Italvolt e PoliMI, la gigafactory sarà "circolare".

Redazione ·

Italvolt, la società fondata dallo Lars Carlstrom e che sta lavorando al progetto della prima gigafactory italiana di batterie per auto negli ex impianti Olivetti di Scarmagno in Piemonte, ha avviato una partnership col Politecnico di Milano - la principale e più antica università tecnica italiana - per realizzare un'economia circolare a ciclo chiuso per lo sviluppo di batterie per la mobilità elettrica all'interno dello stabilimento.

I dettagli

Nell'ambito della partnership, il laboratorio interdipartimentale di recente costituzione del Politecnico, CIRC-eV, Circular Factory for the Electrified Vehicles of the Future, identificherà le fonti di approvvigionamento primario di materie prime e analizzerà le possibilità di recupero di materiali chiave da fonti secondarie riciclate, come le batterie esauste.

Questa partnership segue quella siglata recentemente da Italvolt con Aecom - società di ingegneria multinazionale americana - con l'obiettivo di ottimizzare la produzione e aumentare la resilienza delle batterie agli ioni di litio, riducendo al minimo gli scarti nel ciclo di vita del progetto.
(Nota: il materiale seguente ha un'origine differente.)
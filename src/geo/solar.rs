//! Solar position for a place and instant.
//!
//! Uses the low-precision solar ephemeris from the Astronomical Almanac
//! (accurate to about 0.01° in declination over 1950-2050), which is more
//! than enough for planning a shot.
//!
//! Each [`SunPosition`] also carries a photographic [`SunEvent`] tag derived
//! from the elevation and the local time of day. The elevation bands overlap;
//! rules are checked in a fixed priority order and the first match wins.

use chrono::{DateTime, Duration, NaiveDate, NaiveTime, Timelike, Utc};
use chrono_tz::Tz;
use std::f64::consts::PI;
use std::fmt;

use super::{GeoPosition, local_midnight};
use crate::constants::{
    HORIZON_BAND_DEGREES, JULIAN_DAY_J2000, JULIAN_DAY_UNIX_EPOCH, SECONDS_PER_DAY,
    SOLAR_NOON_WINDOW_MINUTES, SUN_PATH_INTERVAL_MINUTES, SUN_PATH_SAMPLES,
};

/// Photographic classification of the sun's current position.
#[derive(Debug, Clone, Copy, PartialEq, Eq, Hash)]
pub enum SunEvent {
    Sunrise,
    Sunset,
    SolarNoon,
    GoldenHour,
    BlueHour,
    CivilTwilight,
    NauticalTwilight,
    AstronomicalTwilight,
}

impl SunEvent {
    pub fn as_str(&self) -> &'static str {
        match self {
            SunEvent::Sunrise => "sunrise",
            SunEvent::Sunset => "sunset",
            SunEvent::SolarNoon => "solar noon",
            SunEvent::GoldenHour => "golden hour",
            SunEvent::BlueHour => "blue hour",
            SunEvent::CivilTwilight => "civil twilight",
            SunEvent::NauticalTwilight => "nautical twilight",
            SunEvent::AstronomicalTwilight => "astronomical twilight",
        }
    }
}

impl fmt::Display for SunEvent {
    fn fmt(&self, f: &mut fmt::Formatter<'_>) -> fmt::Result {
        f.write_str(self.as_str())
    }
}

/// Where the sun is at one instant.
#[derive(Debug, Clone, Copy, PartialEq)]
pub struct SunPosition {
    /// Degrees clockwise from true north, in [0, 360).
    pub azimuth_degrees: f64,
    /// Degrees above the horizon, in [-90, 90].
    pub elevation_degrees: f64,
    pub timestamp: DateTime<Utc>,
    pub event: Option<SunEvent>,
}

/// Sun positions every 15 minutes over one local day.
#[derive(Debug, Clone, PartialEq)]
pub struct DailySunPath {
    pub date: NaiveDate,
    pub timezone: Tz,
    /// Ascending by timestamp.
    pub samples: Vec<SunPosition>,
}

impl DailySunPath {
    /// The sample with the highest elevation.
    pub fn highest(&self) -> Option<&SunPosition> {
        self.samples
            .iter()
            .max_by(|a, b| a.elevation_degrees.total_cmp(&b.elevation_degrees))
    }

    /// Samples carrying the given event tag.
    pub fn with_event(&self, event: SunEvent) -> impl Iterator<Item = &SunPosition> {
        self.samples.iter().filter(move |s| s.event == Some(event))
    }
}

/// Equatorial coordinates of the sun plus the sidereal time they were computed at.
struct SolarCoordinates {
    right_ascension: f64,
    declination: f64,
    gmst: f64,
}

fn julian_day(instant: DateTime<Utc>) -> f64 {
    let unix_seconds =
        instant.timestamp() as f64 + f64::from(instant.timestamp_subsec_nanos()) / 1e9;
    unix_seconds / SECONDS_PER_DAY + JULIAN_DAY_UNIX_EPOCH
}

/// Fraction of the UT calendar day elapsed. Julian days start at noon.
fn fractional_day(jd: f64) -> f64 {
    (jd + 0.5).rem_euclid(1.0)
}

fn solar_coordinates(instant: DateTime<Utc>) -> SolarCoordinates {
    let jd = julian_day(instant);
    let n = jd - JULIAN_DAY_J2000;

    let mean_longitude = (280.460 + 0.9856474 * n).rem_euclid(360.0).to_radians();
    let mean_anomaly = (357.528 + 0.9856003 * n).rem_euclid(360.0).to_radians();

    let ecliptic_longitude = mean_longitude
        + (1.915 * mean_anomaly.sin() + 0.020 * (2.0 * mean_anomaly).sin()).to_radians();
    let obliquity = (23.439 - 0.0000004 * n).to_radians();

    let right_ascension = (obliquity.cos() * ecliptic_longitude.sin()).atan2(ecliptic_longitude.cos());
    let declination = (obliquity.sin() * ecliptic_longitude.sin())
        .clamp(-1.0, 1.0)
        .asin();

    let gmst_hours = (6.697375 + 0.0657098242 * n + fractional_day(jd) * 24.0).rem_euclid(24.0);
    let gmst = (gmst_hours * 15.0).to_radians();

    SolarCoordinates {
        right_ascension,
        declination,
        gmst,
    }
}

/// Azimuth and elevation in degrees for a place and instant.
fn horizontal_coordinates(latitude: f64, longitude: f64, instant: DateTime<Utc>) -> (f64, f64) {
    let sun = solar_coordinates(instant);
    let lat = latitude.to_radians();

    let local_sidereal = sun.gmst + longitude.to_radians();
    let hour_angle = local_sidereal - sun.right_ascension;

    let sin_elevation =
        lat.sin() * sun.declination.sin() + lat.cos() * sun.declination.cos() * hour_angle.cos();
    let elevation = sin_elevation.clamp(-1.0, 1.0).asin() * 180.0 / PI;

    let azimuth = ((-hour_angle.sin())
        .atan2(sun.declination.tan() * lat.cos() - lat.sin() * hour_angle.cos())
        * 180.0
        / PI)
        .rem_euclid(360.0);

    // rem_euclid can round up to exactly 360.0 for tiny negative inputs
    let azimuth = if azimuth >= 360.0 { 0.0 } else { azimuth };

    (azimuth, elevation)
}

/// Classify an elevation at a local time of day.
///
/// Rules in priority order:
/// 1. within ±0.833° of the horizon: sunrise before noon, sunset after
/// 2. above the horizon within ±30 minutes of local noon: solar noon
/// 3. -4° < e < 6°: golden hour
/// 4. -6° < e < -4°: blue hour
/// 5. -6° < e < 0°: civil twilight
/// 6. -12° < e < -6°: nautical twilight
/// 7. -18° < e < -12°: astronomical twilight
pub fn classify_event(elevation: f64, local_time: NaiveTime) -> Option<SunEvent> {
    const NOON_SECONDS: i64 = 12 * 3600;
    let seconds = i64::from(local_time.num_seconds_from_midnight());

    if elevation.abs() <= HORIZON_BAND_DEGREES {
        return Some(if seconds < NOON_SECONDS {
            SunEvent::Sunrise
        } else {
            SunEvent::Sunset
        });
    }
    if elevation > 0.0 && (seconds - NOON_SECONDS).abs() <= SOLAR_NOON_WINDOW_MINUTES * 60 {
        return Some(SunEvent::SolarNoon);
    }

    match elevation {
        e if -4.0 < e && e < 6.0 => Some(SunEvent::GoldenHour),
        e if -6.0 < e && e < -4.0 => Some(SunEvent::BlueHour),
        e if -6.0 < e && e < 0.0 => Some(SunEvent::CivilTwilight),
        e if -12.0 < e && e < -6.0 => Some(SunEvent::NauticalTwilight),
        e if -18.0 < e && e < -12.0 => Some(SunEvent::AstronomicalTwilight),
        _ => None,
    }
}

/// Sun position at the location's instant, classified in `tz` local time.
pub fn sun_position_in_zone(location: &GeoPosition, tz: Tz) -> SunPosition {
    let timestamp = location.timestamp();
    let (azimuth, elevation) =
        horizontal_coordinates(location.latitude(), location.longitude(), timestamp);
    let local_time = timestamp.with_timezone(&tz).time();

    SunPosition {
        azimuth_degrees: azimuth,
        elevation_degrees: elevation,
        timestamp,
        event: classify_event(elevation, local_time),
    }
}

/// Sun position at the location's instant.
///
/// Local time for event classification is the civil time of the zone the
/// coordinates fall in.
pub fn sun_position_at(location: &GeoPosition) -> SunPosition {
    sun_position_in_zone(location, location.timezone())
}

/// Put path samples in timestamp order, however the workers returned them.
pub(crate) fn sort_samples(samples: &mut [SunPosition]) {
    samples.sort_by_key(|sample| sample.timestamp);
}

/// Sun positions every 15 minutes from local midnight of `date`, in `tz`.
///
/// Samples are computed on worker threads and may finish in any order; the
/// returned path is always sorted by timestamp.
pub fn daily_sun_path_in_zone(location: &GeoPosition, date: NaiveDate, tz: Tz) -> DailySunPath {
    let midnight = local_midnight(tz, date).with_timezone(&Utc);
    let instants: Vec<DateTime<Utc>> = (0..SUN_PATH_SAMPLES as i64)
        .map(|i| midnight + Duration::minutes(i * SUN_PATH_INTERVAL_MINUTES))
        .collect();

    let workers = std::thread::available_parallelism()
        .map(|n| n.get())
        .unwrap_or(1)
        .clamp(1, SUN_PATH_SAMPLES);
    let chunk_size = SUN_PATH_SAMPLES.div_ceil(workers);

    let mut samples: Vec<SunPosition> = std::thread::scope(|scope| {
        let handles: Vec<_> = instants
            .chunks(chunk_size)
            .map(|chunk| {
                scope.spawn(move || {
                    chunk
                        .iter()
                        .map(|&instant| sun_position_in_zone(&location.at(instant), tz))
                        .collect::<Vec<_>>()
                })
            })
            .collect();

        handles
            .into_iter()
            .flat_map(|handle| {
                handle
                    .join()
                    .unwrap_or_else(|panic| std::panic::resume_unwind(panic))
            })
            .collect()
    });
    sort_samples(&mut samples);

    log_debug!(
        "Computed {} sun path samples on {} worker threads",
        samples.len(),
        workers
    );

    DailySunPath {
        date,
        timezone: tz,
        samples,
    }
}

/// Sun positions every 15 minutes across the local day `date`.
pub fn daily_sun_path(location: &GeoPosition, date: NaiveDate) -> DailySunPath {
    daily_sun_path_in_zone(location, date, location.timezone())
}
All'interno della partnership, il Politecnico di Milano mapperà le catene di approvvigionamento per aiutare Italvolt a reperire materie prime da fonti primarie per la realizzazione della gigafactory alle porte di ivrea, con una capacità produttiva a regime di 45 Gigawattora. L'Università valuterà la qualità dei materiali provenienti dai fornitori primari per garantire la realizzazione di batterie agli ioni di litio di massima qualità e sostenibilità.